Esto es lo que perdemos cuando el desafío de relacionarnos deja de convertirnos en pareja, en par. Tras la idea de un “nosotros de iguales” perdemos la condición de ser predecibles para uno mismo y para el otro, convirtiendo al mundo relacional en un quehacer impredecible. Un acertijo. Una paradoja.
La búsqueda de aquello que fue siempre tan simple —encontrar a un otro y construir un nosotros que se integra en la diferencia— hoy parece imposible. Un yo y un otro. Como un huevo para el que es predecible la gallina. Como para un alumno es predecible el maestro. Como un hijo, que no puede comprenderse sin su madre.
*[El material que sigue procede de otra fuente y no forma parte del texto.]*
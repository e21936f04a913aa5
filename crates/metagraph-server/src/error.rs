//! Server error types.

use std::path::PathBuf;

use metagraph_types::ValidationError;
use thiserror::Error;

/// Server errors.
#[derive(Debug, Error)]
pub enum Error {
    /// Type system or type store error.
    #[error("type system error: {0}")]
    Types(#[from] metagraph_types::Error),

    /// A bootstrap schema file could not be loaded.
    #[error("bootstrap file {}: {source}", .path.display())]
    Bootstrap {
        /// The file being loaded.
        path: PathBuf,
        /// What went wrong.
        source: metagraph_types::Error,
    },

    /// An entity failed validation against its type.
    #[error("{type_name} entity rejected with {} violation(s)", .errors.len())]
    Validation {
        /// Entity type.
        type_name: String,
        /// Every violation found.
        errors: Vec<ValidationError>,
    },

    /// Storage error.
    #[error("storage error: {0}")]
    Storage(#[from] sled::Error),

    /// JSON error.
    #[error("json error: {0}")]
    Json(#[from] serde_json::Error),

    /// Configuration error.
    #[error("configuration error: {0}")]
    Config(String),

    /// IO error.
    #[error("io error: {0}")]
    Io(#[from] std::io::Error),
}
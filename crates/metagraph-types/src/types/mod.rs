//! Type definitions: multiplicities, attributes, enums, classes and traits.
//!
//! Definitions are plain values. They are validated on construction and
//! resolved against each other by the [`TypeRegistry`](crate::TypeRegistry).

mod attribute;
mod data_type;
mod enum_type;
mod hierarchy;
mod multiplicity;
mod resolved;

pub use attribute::AttributeDefinition;
pub use data_type::{DataTypeRef, PrimitiveType};
pub use enum_type::{EnumTypeDefinition, EnumValue};
pub use hierarchy::{HierarchicalTypeDefinition, TypeCategory, TypeDefinition};
pub use multiplicity::Multiplicity;
pub use resolved::ResolvedType;
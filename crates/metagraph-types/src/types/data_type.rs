//! Data type names: built-in primitives, collections and named types.

use std::fmt;

/// Built-in primitive data types. These resolve without registration.
#[derive(Debug, Clone, Copy, PartialEq, Eq, Hash, PartialOrd, Ord)]
pub enum PrimitiveType {
    /// `boolean`
    Boolean,
    /// `byte`
    Byte,
    /// `short`
    Short,
    /// `int`
    Int,
    /// `long`
    Long,
    /// `float`
    Float,
    /// `double`
    Double,
    /// `biginteger`
    BigInteger,
    /// `bigdecimal`
    BigDecimal,
    /// `date`
    Date,
    /// `string`
    String,
}

impl PrimitiveType {
    /// Every primitive, in declaration order.
    pub const ALL: [PrimitiveType; 11] = [
        PrimitiveType::Boolean,
        PrimitiveType::Byte,
        PrimitiveType::Short,
        PrimitiveType::Int,
        PrimitiveType::Long,
        PrimitiveType::Float,
        PrimitiveType::Double,
        PrimitiveType::BigInteger,
        PrimitiveType::BigDecimal,
        PrimitiveType::Date,
        PrimitiveType::String,
    ];

    /// The registered name of this primitive.
    pub fn name(&self) -> &'static str {
        match self {
            PrimitiveType::Boolean => "boolean",
            PrimitiveType::Byte => "byte",
            PrimitiveType::Short => "short",
            PrimitiveType::Int => "int",
            PrimitiveType::Long => "long",
            PrimitiveType::Float => "float",
            PrimitiveType::Double => "double",
            PrimitiveType::BigInteger => "biginteger",
            PrimitiveType::BigDecimal => "bigdecimal",
            PrimitiveType::Date => "date",
            PrimitiveType::String => "string",
        }
    }

    /// Look up a primitive by name.
    pub fn from_name(name: &str) -> Option<Self> {
        Self::ALL.into_iter().find(|p| p.name() == name)
    }

    /// Check if this type is integral.
    pub fn is_integral(&self) -> bool {
        matches!(
            self,
            PrimitiveType::Byte
                | PrimitiveType::Short
                | PrimitiveType::Int
                | PrimitiveType::Long
                | PrimitiveType::BigInteger
        )
    }

    /// Check if this type is numeric.
    pub fn is_numeric(&self) -> bool {
        self.is_integral()
            || matches!(
                self,
                PrimitiveType::Float | PrimitiveType::Double | PrimitiveType::BigDecimal
            )
    }
}

impl fmt::Display for PrimitiveType {
    fn fmt(&self, f: &mut fmt::Formatter<'_>) -> fmt::Result {
        f.write_str(self.name())
    }
}

impl From<PrimitiveType> for String {
    fn from(primitive: PrimitiveType) -> Self {
        primitive.name().to_string()
    }
}

/// A parsed attribute data type name.
///
/// Names of the form `array<T>` and `map<K,V>` denote collections; anything
/// else that is not a primitive names an enum, class or trait.
#[derive(Debug, Clone, PartialEq, Eq, Hash)]
pub enum DataTypeRef {
    /// A built-in primitive.
    Primitive(PrimitiveType),
    /// An ordered collection of elements.
    Array(Box<DataTypeRef>),
    /// A key/value map.
    Map(Box<DataTypeRef>, Box<DataTypeRef>),
    /// A registered enum, class or trait.
    Named(String),
}

impl DataTypeRef {
    /// Parse a data type name. Malformed collection syntax is treated as a
    /// plain name, which then fails to resolve.
    pub fn parse(name: &str) -> Self {
        let name = name.trim();
        if let Some(primitive) = PrimitiveType::from_name(name) {
            return DataTypeRef::Primitive(primitive);
        }
        if let Some(inner) = strip_generic(name, "array") {
            return DataTypeRef::Array(Box::new(DataTypeRef::parse(inner)));
        }
        if let Some(inner) = strip_generic(name, "map") {
            if let Some((key, value)) = split_top_level(inner) {
                return DataTypeRef::Map(
                    Box::new(DataTypeRef::parse(key)),
                    Box::new(DataTypeRef::parse(value)),
                );
            }
        }
        DataTypeRef::Named(name.to_string())
    }

    /// Every registered type name this reference depends on.
    pub fn named_references(&self) -> Vec<&str> {
        let mut names = Vec::new();
        self.collect_names(&mut names);
        names
    }

    fn collect_names<'a>(&'a self, out: &mut Vec<&'a str>) {
        match self {
            DataTypeRef::Primitive(_) => {}
            DataTypeRef::Array(element) => element.collect_names(out),
            DataTypeRef::Map(key, value) => {
                key.collect_names(out);
                value.collect_names(out);
            }
            DataTypeRef::Named(name) => out.push(name),
        }
    }

    /// Check if this is a collection (array or map).
    pub fn is_collection(&self) -> bool {
        matches!(self, DataTypeRef::Array(_) | DataTypeRef::Map(..))
    }

    /// The element type for arrays, or the type itself otherwise.
    pub fn element(&self) -> &DataTypeRef {
        match self {
            DataTypeRef::Array(element) => element,
            other => other,
        }
    }
}

impl fmt::Display for DataTypeRef {
    fn fmt(&self, f: &mut fmt::Formatter<'_>) -> fmt::Result {
        match self {
            DataTypeRef::Primitive(p) => write!(f, "{}", p),
            DataTypeRef::Array(element) => write!(f, "array<{}>", element),
            DataTypeRef::Map(key, value) => write!(f, "map<{},{}>", key, value),
            DataTypeRef::Named(name) => f.write_str(name),
        }
    }
}

fn strip_generic<'a>(name: &'a str, prefix: &str) -> Option<&'a str> {
    name.strip_prefix(prefix)?
        .trim_start()
        .strip_prefix('<')?
        .strip_suffix('>')
}

/// Split `K,V` at the comma that is not nested inside angle brackets.
fn split_top_level(inner: &str) -> Option<(&str, &str)> {
    let mut depth = 0usize;
    for (idx, ch) in inner.char_indices() {
        match ch {
            '<' => depth += 1,
            '>' => depth = depth.checked_sub(1)?,
            ',' if depth == 0 => return Some((&inner[..idx], &inner[idx + 1..])),
            _ => {}
        }
    }
    None
}

#[cfg(test)]
mod tests {
    use super::*;

    #[test]
    fn test_primitive_lookup() {
        assert_eq!(PrimitiveType::from_name("string"), Some(PrimitiveType::String));
        assert_eq!(PrimitiveType::from_name("biginteger"), Some(PrimitiveType::BigInteger));
        assert_eq!(PrimitiveType::from_name("String"), None);

        assert!(PrimitiveType::Long.is_integral());
        assert!(PrimitiveType::Double.is_numeric());
        assert!(!PrimitiveType::Date.is_numeric());
    }

    #[test]
    fn test_primitive_into_string() {
        assert_eq!(String::from(PrimitiveType::BigDecimal), "bigdecimal");
        let name: String = PrimitiveType::Long.into();
        assert_eq!(name, "long");
    }

    #[test]
    fn test_parse_simple() {
        assert_eq!(DataTypeRef::parse("int"), DataTypeRef::Primitive(PrimitiveType::Int));
        assert_eq!(DataTypeRef::parse("Table"), DataTypeRef::Named("Table".into()));
    }

    #[test]
    fn test_parse_collections() {
        let array = DataTypeRef::parse("array<Column>");
        assert_eq!(
            array,
            DataTypeRef::Array(Box::new(DataTypeRef::Named("Column".into())))
        );
        assert!(array.is_collection());
        assert_eq!(array.element(), &DataTypeRef::Named("Column".into()));

        let map = DataTypeRef::parse("map<string,array<int>>");
        assert_eq!(map.to_string(), "map<string,array<int>>");
        assert!(map.named_references().is_empty());

        let nested = DataTypeRef::parse("map<string, array<Column>>");
        assert_eq!(nested.named_references(), vec!["Column"]);
    }

    #[test]
    fn test_malformed_collection_is_named() {
        assert_eq!(
            DataTypeRef::parse("map<string>"),
            DataTypeRef::Named("map<string>".into())
        );
        assert_eq!(
            DataTypeRef::parse("array<int"),
            DataTypeRef::Named("array<int".into())
        );
    }
}
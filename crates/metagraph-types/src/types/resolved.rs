//! Resolved (flattened) class and trait types.

use super::attribute::AttributeDefinition;
use super::hierarchy::TypeCategory;
use std::collections::{BTreeMap, BTreeSet};

/// The immutable result of flattening a class or trait.
///
/// Holds the full attribute set (own plus inherited, keyed by name) and the
/// transitive closure of supertypes.
#[derive(Debug, Clone, PartialEq, Eq)]
pub struct ResolvedType {
    pub(crate) name: String,
    pub(crate) category: TypeCategory,
    pub(crate) super_types: BTreeSet<String>,
    pub(crate) ancestors: BTreeSet<String>,
    pub(crate) attributes: BTreeMap<String, AttributeDefinition>,
}

impl ResolvedType {
    /// Type name.
    pub fn name(&self) -> &str {
        &self.name
    }

    /// Class or trait.
    pub fn category(&self) -> TypeCategory {
        self.category
    }

    /// Directly declared supertypes.
    pub fn super_types(&self) -> &BTreeSet<String> {
        &self.super_types
    }

    /// Every supertype, transitively.
    pub fn ancestors(&self) -> &BTreeSet<String> {
        &self.ancestors
    }

    /// Check if `name` is a (transitive) supertype.
    pub fn is_subtype_of(&self, name: &str) -> bool {
        self.ancestors.contains(name)
    }

    /// Full attribute set keyed by name.
    pub fn attributes(&self) -> &BTreeMap<String, AttributeDefinition> {
        &self.attributes
    }

    /// Look up one attribute.
    pub fn attribute(&self, name: &str) -> Option<&AttributeDefinition> {
        self.attributes.get(name)
    }

    /// Required attributes.
    pub fn required_attributes(&self) -> impl Iterator<Item = &AttributeDefinition> {
        self.attributes.values().filter(|a| a.is_required())
    }

    /// Unique attributes; each is a candidate key for entity lookup.
    pub fn unique_attributes(&self) -> impl Iterator<Item = &AttributeDefinition> {
        self.attributes.values().filter(|a| a.is_unique())
    }
}
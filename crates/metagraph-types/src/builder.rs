//! Shorthand constructors for attributes and types.
//!
//! ```
//! use metagraph_types::builder::{class_type, optional_attr, required_attr};
//! use metagraph_types::PrimitiveType;
//!
//! let table = class_type(
//!     "Table",
//!     [] as [&str; 0],
//!     [
//!         required_attr("name", PrimitiveType::String)?,
//!         optional_attr("owner", PrimitiveType::String)?,
//!     ],
//! )?;
//! assert_eq!(table.name(), "Table");
//! # Ok::<(), metagraph_types::TypeError>(())
//! ```

use crate::error::TypeError;
use crate::types::{
    AttributeDefinition, EnumTypeDefinition, EnumValue, HierarchicalTypeDefinition, Multiplicity,
    TypeDefinition,
};

/// `[0..1]` attribute.
pub fn optional_attr(
    name: impl Into<String>,
    data_type: impl Into<String>,
) -> Result<AttributeDefinition, TypeError> {
    AttributeDefinition::new(name, data_type, Multiplicity::OPTIONAL)
}

/// `[1..1]` attribute.
pub fn required_attr(
    name: impl Into<String>,
    data_type: impl Into<String>,
) -> Result<AttributeDefinition, TypeError> {
    AttributeDefinition::new(name, data_type, Multiplicity::REQUIRED)
}

/// `[1..1]` attribute that is unique and indexed.
pub fn unique_required_attr(
    name: impl Into<String>,
    data_type: impl Into<String>,
) -> Result<AttributeDefinition, TypeError> {
    Ok(required_attr(name, data_type)?.unique())
}

/// `[0..*]` attribute.
pub fn collection_attr(
    name: impl Into<String>,
    data_type: impl Into<String>,
) -> Result<AttributeDefinition, TypeError> {
    AttributeDefinition::new(name, data_type, Multiplicity::COLLECTION)
}

/// Enum from `(name, ordinal)` pairs.
pub fn enum_type(
    name: impl Into<String>,
    values: &[(&str, u32)],
) -> Result<EnumTypeDefinition, TypeError> {
    EnumTypeDefinition::new(
        name,
        values
            .iter()
            .map(|(value, ordinal)| EnumValue::new(*value, *ordinal)),
    )
}

/// Class declaration.
pub fn class_type(
    name: impl Into<String>,
    super_types: impl IntoIterator<Item = impl Into<String>>,
    attributes: impl IntoIterator<Item = AttributeDefinition>,
) -> Result<HierarchicalTypeDefinition, TypeError> {
    HierarchicalTypeDefinition::class(name, super_types, attributes)
}

/// Trait declaration.
pub fn trait_type(
    name: impl Into<String>,
    super_types: impl IntoIterator<Item = impl Into<String>>,
    attributes: impl IntoIterator<Item = AttributeDefinition>,
) -> Result<HierarchicalTypeDefinition, TypeError> {
    HierarchicalTypeDefinition::trait_type(name, super_types, attributes)
}

/// Collect declarations into a registration batch.
pub fn batch<I, T>(definitions: I) -> Vec<TypeDefinition>
where
    I: IntoIterator<Item = T>,
    T: Into<TypeDefinition>,
{
    definitions.into_iter().map(Into::into).collect()
}
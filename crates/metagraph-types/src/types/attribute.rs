//! Attribute definitions for classes and traits.

use super::multiplicity::Multiplicity;
use crate::error::TypeError;
use rkyv::{Archive, Deserialize, Serialize};
use std::fmt;

/// One named, typed field of a class or trait.
///
/// Equality is structural: two definitions are identical only when every
/// field matches. Inheritance relies on this to tell diamond duplicates
/// apart from genuine conflicts.
#[derive(Debug, Clone, PartialEq, Eq, Hash, Archive, Serialize, Deserialize)]
pub struct AttributeDefinition {
    name: String,
    data_type_name: String,
    multiplicity: Multiplicity,
    is_composite: bool,
    is_unique: bool,
    is_indexed: bool,
    reverse_attribute_name: Option<String>,
}

impl AttributeDefinition {
    /// Create an attribute with no flags set.
    pub fn new(
        name: impl Into<String>,
        data_type_name: impl Into<String>,
        multiplicity: Multiplicity,
    ) -> Result<Self, TypeError> {
        let name = name.into();
        let data_type_name = data_type_name.into();

        if name.trim().is_empty() {
            return Err(TypeError::EmptyName { kind: "attribute" });
        }
        if data_type_name.trim().is_empty() {
            return Err(TypeError::EmptyName { kind: "data type" });
        }
        // Re-run the bound checks so hand-built values cannot slip through.
        let multiplicity = Multiplicity::new(
            multiplicity.lower(),
            multiplicity.upper(),
            multiplicity.is_unique(),
        )?;

        Ok(Self {
            name,
            data_type_name,
            multiplicity,
            is_composite: false,
            is_unique: false,
            is_indexed: false,
            reverse_attribute_name: None,
        })
    }

    /// Mark as composite: the referenced entity's lifecycle is bound to the owner.
    pub fn composite(mut self) -> Self {
        self.is_composite = true;
        self
    }

    /// Mark as unique. Unique attributes are always indexed.
    pub fn unique(mut self) -> Self {
        self.is_unique = true;
        self.is_indexed = true;
        self
    }

    /// Mark as indexed.
    pub fn indexed(mut self) -> Self {
        self.is_indexed = true;
        self
    }

    /// Set the attribute on the referenced class that points back at the owner.
    pub fn with_reverse(mut self, reverse_attribute_name: impl Into<String>) -> Self {
        self.reverse_attribute_name = Some(reverse_attribute_name.into());
        self
    }

    /// Attribute name.
    pub fn name(&self) -> &str {
        &self.name
    }

    /// Name of the attribute's data type.
    pub fn data_type_name(&self) -> &str {
        &self.data_type_name
    }

    /// Cardinality contract.
    pub fn multiplicity(&self) -> Multiplicity {
        self.multiplicity
    }

    /// Whether the owner controls the referenced entity's lifecycle.
    pub fn is_composite(&self) -> bool {
        self.is_composite
    }

    /// Whether at most one entity instance may hold any given value.
    pub fn is_unique(&self) -> bool {
        self.is_unique
    }

    /// Whether the attribute is indexed by the storage layer.
    pub fn is_indexed(&self) -> bool {
        self.is_indexed
    }

    /// Reverse attribute for bidirectional relationships.
    pub fn reverse_attribute_name(&self) -> Option<&str> {
        self.reverse_attribute_name.as_deref()
    }

    /// Whether a value is mandatory.
    pub fn is_required(&self) -> bool {
        self.multiplicity.is_required()
    }
}

impl fmt::Display for AttributeDefinition {
    fn fmt(&self, f: &mut fmt::Formatter<'_>) -> fmt::Result {
        write!(f, "{}: {} {}", self.name, self.data_type_name, self.multiplicity)?;
        if self.is_composite {
            write!(f, " composite")?;
        }
        if self.is_unique {
            write!(f, " unique")?;
        }
        if self.is_indexed {
            write!(f, " indexed")?;
        }
        if let Some(reverse) = &self.reverse_attribute_name {
            write!(f, " reverse={}", reverse)?;
        }
        Ok(())
    }
}
//! Durable log of committed type batches.

use rkyv::{Archive, Deserialize, Serialize};
use sled::{Db, Tree};

use crate::error::Error;
use crate::types::TypeDefinition;

/// Tree name for committed batches.
const BATCH_TREE: &str = "types:batches";

/// One committed registration batch.
#[derive(Debug, Clone, PartialEq, Archive, Serialize, Deserialize)]
pub struct TypeBatch {
    /// Snapshot version the batch was committed as.
    pub version: u64,
    /// Commit timestamp (microseconds since Unix epoch).
    pub created_at: u64,
    /// Definitions exactly as submitted.
    pub definitions: Vec<TypeDefinition>,
}

impl TypeBatch {
    /// Serialize the batch to bytes.
    pub fn to_bytes(&self) -> Result<Vec<u8>, Error> {
        rkyv::to_bytes::<rkyv::rancor::Error>(self)
            .map(|v| v.to_vec())
            .map_err(|e| Error::Serialization(e.to_string()))
    }

    /// Deserialize a batch from bytes.
    pub fn from_bytes(bytes: &[u8]) -> Result<Self, Error> {
        rkyv::from_bytes::<Self, rkyv::rancor::Error>(bytes)
            .map_err(|e| Error::Deserialization(e.to_string()))
    }
}

/// Append-only store of committed batches, keyed by version.
///
/// Replaying every batch in version order rebuilds the registry.
pub struct TypeStore {
    batches: Tree,
}

impl TypeStore {
    /// Open or create a store using the given sled database.
    pub fn open(db: &Db) -> Result<Self, Error> {
        Ok(Self {
            batches: db.open_tree(BATCH_TREE)?,
        })
    }

    /// Record a committed batch.
    pub fn append(
        &self,
        version: u64,
        created_at: u64,
        definitions: &[TypeDefinition],
    ) -> Result<(), Error> {
        let batch = TypeBatch {
            version,
            created_at,
            definitions: definitions.to_vec(),
        };
        self.batches.insert(version.to_be_bytes(), batch.to_bytes()?)?;
        Ok(())
    }

    /// All batches in ascending version order.
    pub fn batches(&self) -> Result<Vec<TypeBatch>, Error> {
        let mut batches = Vec::new();
        for result in self.batches.iter() {
            let (_, value) = result?;
            batches.push(TypeBatch::from_bytes(&value)?);
        }
        Ok(batches)
    }

    /// Highest stored version, 0 when empty.
    pub fn latest_version(&self) -> Result<u64, Error> {
        match self.batches.last()? {
            Some((key, _)) if key.len() == 8 => {
                let mut buf = [0u8; 8];
                buf.copy_from_slice(&key);
                Ok(u64::from_be_bytes(buf))
            }
            Some(_) => Err(Error::Corrupt("invalid batch key".into())),
            None => Ok(0),
        }
    }

    /// Flush pending writes to disk.
    pub fn flush(&self) -> Result<(), Error> {
        self.batches.flush()?;
        Ok(())
    }
}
Sí, son dos. Pero no son dos de lo mismo.
Hoy estamos insanos. Somos pacientes terminales de una especie que solo contempla likes, seguidores, contactos. Solipsistas. Ensimismados. Sin relaciones reales, sin amigos que acompañen en lo importante. Nos quedamos así, sin un yo y sin un otro que dé luz. Que ilumine la existencia y la vuelva plural. Somos iguales: zapatillas izquierdas o zapatillas derechas.
Y aquí estamos: volviéndonos travestidos en la homogeneidad. Asexuados. Aturdidos en soledad. Poniendo en riesgo la continuidad de la especie por el dominio total del individuo. Un individuo que ya no sale de sí al encuentro de un otro, para habitarlo. Somos la suma de yoes individuales. Sin otros. Y esa fuga hacia adentro no nos lleva a ninguna parte.
Como dijo Octavio Paz:
“Para ser yo he de ser otro; salir de mí y buscarme entre los otros.”
Pero no existen esos otros que me dan plena existencia.